If a tooth is sound from both a restorative and periodontal aspect, then endodontic therapy should be the treatment of choice. However, if a tooth is compromised from a restorative or periodontal perspective, then an implant may be considered.[42] Both root canal therapy and orthograde retreatment as a first and second line of intervention are more cost-effective compared to implant therapy. Current cost structures indicate that implants are limited to a third line of intervention.[43]

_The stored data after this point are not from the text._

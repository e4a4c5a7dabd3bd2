//! Distributor part data
//!
//! The distributor is an external collaborator: all the core needs is a
//! product record with taxonomy, manufacturer data and an ordered parameter
//! list. Records are read from JSON payloads saved per part number.

use serde::{Deserialize, Serialize};
use std::path::{Path, PathBuf};

use crate::core::error::{PartError, Result};

/// Distributor's classification of a part; `children` holds subcategories
#[derive(Debug, Clone, Default, PartialEq, Serialize, Deserialize)]
#[serde(default)]
pub struct Taxonomy {
    pub category: String,
    pub children: Vec<Taxonomy>,
}

/// One (name, value) pair from the distributor's parameter table
#[derive(Debug, Clone, PartialEq, Serialize, Deserialize)]
pub struct Parameter {
    pub parameter: String,
    pub value: String,
}

/// Structured product record as returned by a distributor lookup
#[derive(Debug, Clone, Default, PartialEq, Serialize, Deserialize)]
#[serde(default, rename_all = "camelCase")]
pub struct DistributorPart {
    /// Distributor name written to `distributor1`
    pub distributor: String,
    pub datasheet: String,
    pub manufacturer: String,
    pub mpn: String,
    pub dpn: String,
    pub taxonomy: Taxonomy,
    /// Product family label, used to tell capacitor technologies apart
    pub family: String,
    pub series: String,
    pub parameters: Vec<Parameter>,
}

impl DistributorPart {
    /// First subcategory name, or empty
    pub fn subcategory(&self) -> &str {
        self.taxonomy
            .children
            .first()
            .map(|c| c.category.as_str())
            .unwrap_or("")
    }

    /// Value of the first parameter with this name
    pub fn param(&self, name: &str) -> Option<&str> {
        self.parameters
            .iter()
            .find(|p| p.parameter == name)
            .map(|p| p.value.as_str())
    }

    pub fn params(&self) -> impl Iterator<Item = (&str, &str)> {
        self.parameters
            .iter()
            .map(|p| (p.parameter.as_str(), p.value.as_str()))
    }
}

/// Anything that can look up a part by distributor part number
///
/// `Ok(None)` means the distributor does not know the part.
pub trait DistributorSource {
    fn product_details(&self, dpn: &str) -> Result<Option<DistributorPart>>;
}

/// Payloads stored as `<dir>/<dpn>.json`, with `/` in part numbers written
/// as `_`
pub struct JsonDirectory {
    dir: PathBuf,
    distributor: String,
}

impl JsonDirectory {
    pub fn new(dir: impl Into<PathBuf>, distributor: impl Into<String>) -> Self {
        Self {
            dir: dir.into(),
            distributor: distributor.into(),
        }
    }

    pub fn dir(&self) -> &Path {
        &self.dir
    }

    pub fn path_for(&self, dpn: &str) -> PathBuf {
        self.dir.join(format!("{}.json", dpn.replace('/', "_")))
    }
}

impl DistributorSource for JsonDirectory {
    fn product_details(&self, dpn: &str) -> Result<Option<DistributorPart>> {
        let path = self.path_for(dpn);
        if !path.exists() {
            tracing::debug!(path = %path.display(), "no payload for part");
            return Ok(None);
        }
        let contents = std::fs::read_to_string(&path)?;
        let mut part: DistributorPart = serde_json::from_str(&contents)?;
        if part.distributor.is_empty() {
            part.distributor = self.distributor.clone();
        }
        if part.dpn.is_empty() {
            part.dpn = dpn.to_string();
        }
        Ok(Some(part))
    }
}

/// Look a part up, turning an unknown part into [`PartError::NotFound`]
pub fn fetch(source: &dyn DistributorSource, dpn: &str) -> Result<DistributorPart> {
    source
        .product_details(dpn)?
        .ok_or_else(|| PartError::NotFound {
            part_number: dpn.to_string(),
        })
}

Confidence and embracing the advances in the science and art of endodontics is imperative if we are to continue to achieve and improve the successes that we have achieved. There are numerous studies that support the excellent clinical results of endodontic treatment.[44] Kim and Iqbal conducted a review of the relative success rates of endodontic treatment and implants. The literature review found equal survival rates of single-tooth implants and endodontically restored teeth. Both therapies had overall survival rates of 94 per cent, thus providing predictable outcomes.[45,46] However, implants have a longer mean and median time to function, and have a higher frequency of postoperative complications requiring additional treatment intervention.[47,50]

Where We Are Going

Science and research will elevate the specialty of endodontics to its rightful pinnacle.[48] The cornerstone of our specialty’s integrity and relevance must be built on a strong foundation of randomized clinical trials and evidenced-based endodontics.[48] The future of endodontics is bright as we continue to develop new techniques and technologies that will allow us to perform endodontic treatment painlessly and predictably, and continue to satisfy one of the main objectives in dentistry, that being to retain the natural dentition.[14,50]

Editorial note: A complete list of references is available from the publisher.

This article was published in ROOTS international magazine of endodontology No. 2/2013.